Zucchini Salmon Lasagna
Prep: 20min
|
Servings: 4
|
Cook: 50min
The Zucchini‑Salmon Lasagna from Spoonsparrow is a successful variation of the classic.
Ingredients
- 2 shallots
- 1 tbsp Olive Oil
- 300 g yellow zucchini
- 300 g green zucchini
- 5 sprigs thyme
- 4 eggs
- Salt
- Pepper
- 500 g salmon fillet
- 1 tbsp Lemon Juice
- 60 g block Parmesan (30% fat in the product)
Instructions
-
1.
Peel and chop the shallots.

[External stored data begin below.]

use crate::codes;
use crate::context::ErrorContext;
use thiserror::Error;

/// Workspace-wide error enum
#[derive(Error, Debug)]
pub enum SummarizerError {
    /// Request failed validation before reaching the core
    #[error("Validation error: {0}")]
    ValidationError(String),

    /// Keyword or diagnostic-code catalog could not be built
    #[error("Catalog error: {0}")]
    CatalogError(String),

    /// Invalid configuration value
    #[error("Configuration error: {0}")]
    ConfigError(String),

    /// Summarization of one case failed as a whole
    #[error("Failed to summarize case {case_id}: {message}")]
    CaseFailed { case_id: String, message: String },

    /// Server lifecycle errors
    #[error("Server error: {0}")]
    ServerError(String),

    /// Network communication errors
    #[error("Network error: {0}")]
    NetworkError(String),

    /// Internal system errors
    #[error("Internal error: {0}")]
    InternalError(String),

    /// Wrapped external errors
    #[error(transparent)]
    Other(#[from] anyhow::Error),
}

/// Result type alias for summarizer operations
pub type Result<T> = std::result::Result<T, SummarizerError>;

impl SummarizerError {
    pub fn case_failed(case_id: impl Into<String>, message: impl Into<String>) -> Self {
        Self::CaseFailed {
            case_id: case_id.into(),
            message: message.into(),
        }
    }

    /// Case identifier, when the error belongs to a single request
    pub fn case_id(&self) -> Option<&str> {
        match self {
            Self::CaseFailed { case_id, .. } => Some(case_id),
            _ => None,
        }
    }

    /// Stable error code
    pub fn code(&self) -> &'static str {
        match self {
            Self::ValidationError(_) => codes::validation::INVALID_INPUT,
            Self::CatalogError(_) => codes::catalog::LOAD_FAILED,
            Self::ConfigError(_) => codes::configuration::INVALID_SETTING,
            Self::CaseFailed { .. } => codes::processing::CASE_FAILED,
            Self::ServerError(_) => codes::transport::SERVER,
            Self::NetworkError(_) => codes::transport::NETWORK,
            Self::InternalError(_) | Self::Other(_) => codes::processing::INTERNAL,
        }
    }

    /// Short machine-readable category
    pub fn error_type(&self) -> &'static str {
        match self {
            Self::ValidationError(_) => "validation_error",
            Self::CatalogError(_) => "catalog_error",
            Self::ConfigError(_) => "configuration_error",
            Self::CaseFailed { .. } => "case_failed",
            Self::ServerError(_) => "server_error",
            Self::NetworkError(_) => "network_error",
            Self::InternalError(_) | Self::Other(_) => "internal_error",
        }
    }
}

/// Log an error with its code and category
pub fn log_error(context: &str, error: &SummarizerError) {
    tracing::error!(
        context = context,
        error_code = error.code(),
        error_type = error.error_type(),
        case_id = error.case_id().unwrap_or("-"),
        error = %error,
        "Summarizer error occurred"
    );
}

/// Log an error together with its request context
pub fn log_error_with_context(error: &SummarizerError, context: &ErrorContext) {
    let case_id = context
        .case_id
        .as_deref()
        .or_else(|| error.case_id())
        .unwrap_or("-");
    tracing::error!(
        case_id = case_id,
        request_id = context.request_id.as_deref().unwrap_or("-"),
        additional = ?context.additional,
        error_code = error.code(),
        error_type = error.error_type(),
        error = %error,
        "Summarizer error occurred"
    );
}

#[cfg(test)]
mod tests {
    use super::*;

    #[test]
    fn test_case_failed_carries_case_id() {
        let err = SummarizerError::case_failed("case-1", "boom");
        assert_eq!(err.case_id(), Some("case-1"));
        assert_eq!(err.to_string(), "Failed to summarize case case-1: boom");
        assert_eq!(err.error_type(), "case_failed");
    }

    #[test]
    fn test_other_errors_have_no_case_id() {
        let err = SummarizerError::ConfigError("bad port".to_string());
        assert_eq!(err.case_id(), None);
        assert_eq!(err.code(), codes::configuration::INVALID_SETTING);
    }

    #[test]
    fn test_anyhow_conversion() {
        let err: SummarizerError = anyhow::anyhow!("socket closed").into();
        assert_eq!(err.code(), codes::processing::INTERNAL);
        assert_eq!(err.to_string(), "socket closed");
    }
}
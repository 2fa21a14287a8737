//! Clinical note risk-term classification and summary derivation
//!
//! Matches free-text notes against a curated catalog of risk phrases and
//! derives a structured summary from the same text.
//!
//! # Risk Detection Cascade
//!
//! 1. **Lexical**: whole-word, case-insensitive match of every catalog phrase
//! 2. **Normalized**: lemmas, entities and short phrases from a
//!    [`LinguisticNormalizer`], matched against the catalog in both directions
//! 3. **Similarity**: character n-gram TF-IDF scoring through a
//!    [`SimilarityMatcher`] at a high last-resort threshold
//!
//! Tiers 2 and 3 only run while earlier tiers found few matches, and a failing
//! capability degrades to "no extra matches" instead of failing the note.
//!
//! # Derived Fields
//!
//! - Chief complaint and key findings ([`ClinicalFieldExtractor`])
//! - Age and obstetric risk factors, ICD-10 codes ([`deriver`])
//! - A confidence score in `[50, 95]` ([`calculate_confidence`])
//! - Assessment text and recommendations ([`summary`])
//!
//! # Example Usage
//!
//! ```rust,no_run
//! use clinical_nlp::{ClinicalNote, EngineConfig, SummarizationService};
//!
//! # async fn example() -> Result<(), Box<dyn std::error::Error>> {
//! let config = EngineConfig::from_env()?;
//! let service = SummarizationService::from_config(&config)?;
//!
//! let note = ClinicalNote::new(
//!     "case-001",
//!     "CC: chest pain radiating to left arm. Vital signs stable.",
//!     "72",
//!     "male",
//! );
//! let report = service.summarize(note).await?;
//!
//! println!("Risk words: {:?}", report.risk_words());
//! println!("ICD codes: {}", report.summary.icd_codes);
//! # Ok(())
//! # }
//! ```

pub mod cascade;
pub mod catalog;
pub mod confidence;
pub mod config;
pub mod deriver;
pub mod error;
pub mod extractor;
pub mod lexical;
pub mod normalizer;
pub mod service;
pub mod similarity;
pub mod summary;

pub use cascade::*;
pub use catalog::*;
pub use confidence::*;
pub use config::*;
pub use deriver::*;
pub use error::*;
pub use extractor::*;
pub use lexical::*;
pub use normalizer::{create_normalizer, DisabledNormalizer, LinguisticNormalizer, RuleBasedNormalizer};
pub use service::*;
pub use similarity::{create_similarity, DisabledSimilarity, SimilarityMatcher, TfidfSimilarity};
pub use summary::*;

Heat olive oil in a pan. Add the shallots and sauté for 3 minutes over medium heat.
-
2.
Wash the zucchini and slice lengthwise into thin strips. Wash thyme, shake dry, and pluck leaves.
-
3.
Whisk eggs with shallots, thyme, salt, and pepper. Add zucchini slices and mix well.
-
4.
Wash salmon fillet, pat dry, and cut into slices. Drizzle with lemon juice and season with salt.
-
5.
Alternately layer the egg‑zucchini mixture and salmon slices in a baking dish. Sprinkle Parmesan on top.
-
6.
Bake the lasagna in a preheated oven at 200 °C (180 °C fan; gas: level 3) for 45–50 minutes. Remove and serve.